In reflecting on what legacy and land ownership mean on stolen land, she realized she could use her privilege as a landowner to share resources and support reconciliation and anti-racism.
Under the umbrella term of “reparations collective,” Andrea has initiated several projects on her farm in collaboration with her new community, including a street help group, an artist/activist residency, and growing food with Indigenous communities and new immigrants.
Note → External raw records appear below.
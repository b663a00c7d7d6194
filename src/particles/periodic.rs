//! Periodic boundary conditions on top of a bounded particle container.
//!
//! The wrapped container is borrowed and left untouched; this layer only
//! redefines the geometric primitives:
//! - difference vectors follow the minimum-image convention,
//! - there is no boundary, so the density uses the whole primary cell and
//!   every particle counts as "inside",
//! - box queries crossing the primary cell are replicated over the 26
//!   neighbouring periodic images (plus the identity). A translated box that
//!   misses every particle costs one bounds check in the index.
use super::bbox::BoundingBox;
use super::container::ParticleContainer;
use log::warn;
use nalgebra::Vector3;

/// Wrap `v` into `(-period/2, period/2]` on every axis.
///
/// The interval is half-open on the low side: `+period/2` is kept while
/// `-period/2` becomes `+period/2`.
pub fn periodify(v: &mut Vector3<f64>, period: &Vector3<f64>) {
    for i in 0..3 {
        let half = period[i] / 2.0;
        if v[i] > half {
            v[i] -= period[i];
        }
        if v[i] <= -half {
            v[i] += period[i];
        }
    }
}

/// Read-only periodic view of a particle container.
#[derive(Debug)]
pub struct PeriodicParticles<'a, C: ?Sized> {
    inner: &'a C,
    primary_cell: BoundingBox,
    period: Vector3<f64>,
}

impl<C: ?Sized> Clone for PeriodicParticles<'_, C> {
    fn clone(&self) -> Self {
        *self
    }
}

impl<C: ?Sized> Copy for PeriodicParticles<'_, C> {}

impl<'a, C: ParticleContainer + ?Sized> PeriodicParticles<'a, C> {
    pub fn new(inner: &'a C, primary_cell: BoundingBox, period: Vector3<f64>) -> Self {
        let extents = primary_cell.extents();
        for a in 0..3 {
            let p = period[a];
            if !(p.is_finite() && p > 0.0) {
                warn!("PeriodicParticles: degenerate period {p} on axis {a}");
            } else if (p - extents[a]).abs() > 1e-9 * p {
                warn!(
                    "PeriodicParticles: period {p} on axis {a} differs from primary cell extent {}",
                    extents[a]
                );
            }
        }
        Self {
            inner,
            primary_cell,
            period,
        }
    }

    /// Use the container's bounding box as primary cell and its extents as
    /// period.
    pub fn from_cell(inner: &'a C) -> Self {
        let cell = inner.bounding_box();
        Self::new(inner, cell, cell.extents())
    }

    pub fn inner(&self) -> &'a C {
        self.inner
    }

    pub fn period(&self) -> Vector3<f64> {
        self.period
    }

    pub fn primary_cell(&self) -> BoundingBox {
        self.primary_cell
    }

    pub fn periodified(&self, mut v: Vector3<f64>) -> Vector3<f64> {
        periodify(&mut v, &self.period);
        v
    }
}

impl<'a, C: ParticleContainer + ?Sized> ParticleContainer for PeriodicParticles<'a, C> {
    fn len(&self) -> usize {
        self.inner.len()
    }

    fn position(&self, i: usize) -> Vector3<f64> {
        self.inner.position(i)
    }

    fn bounding_box(&self) -> BoundingBox {
        self.primary_cell
    }

    fn diff_from(&self, from: &Vector3<f64>, to: usize) -> Vector3<f64> {
        self.periodified(self.inner.diff_from(from, to))
    }

    fn diff(&self, from: usize, to: usize) -> Vector3<f64> {
        self.periodified(self.inner.diff(from, to))
    }

    /// Particle count over the primary cell measure. No margin: a periodic
    /// system has no boundary.
    fn number_density(&self) -> f64 {
        self.len() as f64 / self.primary_cell.measure()
    }

    /// Every particle, whatever the margin.
    fn select_inside(&self, _margin: f64) -> Vec<usize> {
        (0..self.len()).collect()
    }

    fn select_enclosed(&self, query: &BoundingBox) -> Vec<usize> {
        if self.primary_cell.encloses(query) {
            return self.inner.select_enclosed(query);
        }
        let mut total = Vec::new();
        for i in -1..=1 {
            for j in -1..=1 {
                for k in -1..=1 {
                    let shift = Vector3::new(
                        i as f64 * self.period[0],
                        j as f64 * self.period[1],
                        k as f64 * self.period[2],
                    );
                    total.extend(self.inner.select_enclosed(&query.translated(&shift)));
                }
            }
        }
        total.sort_unstable();
        total.dedup();
        total
    }
}

#[cfg(test)]
mod tests {
    use super::*;
    use crate::particles::Particles;

    fn wrap(x: f64, period: f64) -> f64 {
        let mut v = Vector3::new(x, 0.0, 0.0);
        periodify(&mut v, &Vector3::repeat(period));
        v[0]
    }

    #[test]
    fn periodify_half_open_interval() {
        assert_eq!(wrap(6.0, 10.0), -4.0);
        assert_eq!(wrap(5.0, 10.0), 5.0);
        assert_eq!(wrap(-5.0, 10.0), 5.0);
        assert_eq!(wrap(-4.9, 10.0), -4.9);
        assert_eq!(wrap(0.0, 10.0), 0.0);
    }

    #[test]
    fn periodify_acts_per_axis() {
        let mut v = Vector3::new(6.0, -5.0, 2.0);
        periodify(&mut v, &Vector3::new(10.0, 10.0, 3.0));
        assert_eq!(v, Vector3::new(-4.0, 5.0, -1.0));
    }

    #[test]
    fn enclosed_query_inside_cell_delegates() {
        let pts = vec![Vector3::new(1.0, 1.0, 1.0), Vector3::new(5.0, 5.0, 5.0)];
        let particles = Particles::new(pts, BoundingBox::cube(0.0, 10.0));
        let periodic = PeriodicParticles::from_cell(&particles);
        let query = BoundingBox::cube(4.0, 6.0);
        assert_eq!(periodic.select_enclosed(&query), particles.select_enclosed(&query));
    }

    #[test]
    fn corner_query_reaches_all_images() {
        let pts = vec![
            Vector3::new(9.8, 9.8, 9.8),
            Vector3::new(0.1, 0.1, 0.1),
            Vector3::new(0.1, 9.9, 0.2),
            Vector3::new(5.0, 5.0, 5.0),
        ];
        let particles = Particles::new(pts, BoundingBox::cube(0.0, 10.0));
        let periodic = PeriodicParticles::from_cell(&particles);
        let query = BoundingBox::cube(9.5, 10.5);
        assert_eq!(periodic.select_enclosed(&query), vec![0, 1, 2]);
    }
}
“We’re collaborating to make the farm a place for the people that we support to come be with the land, a place where we can share knowledge and bring healing,” says Andrea.
Jshandeep Jassal
Growing up in North Delta and Surrey, Jshandeep Jassal recalls feeling frustrated by negative stereotypes and narratives she faced as a South Asian youth.
As co-director of the non-profit Solid State Community Industries, Jshandeep already works with racialized youth, but she is now launching a new effort: the SAH peer support network for South Asian youth. SAH stands for South Asian Healing, but sah also means “breathe” in Punjabi.
“The name speaks to the whole idea of creating a safe space for South Asian youth to just breathe and be able to talk about issues facing our community,” says Jshandeep. “We want to change our cultural mindset on what healing is. Rather than looking at mental health as seeing something wrong with a person, we want people to see that a person is actually strong because they’re taking control of their wellbeing. It’s a cultural shift.”
- Learn more about Jshandeep
- South Asian Healing (SAH) Network on Instagram: @sahnetwork
- Email: info.sahnetwork@gmail.com
- Join the SAH contact list and be invited to meetings
- Learn more about Solid State Community Industries
Mateo Tobar
Mateo Tobar is a young social innovator who dreams of empowering Ecuador's youth to create a better future. For the past year, he has been developing a project called Youth Education Lab (YEL).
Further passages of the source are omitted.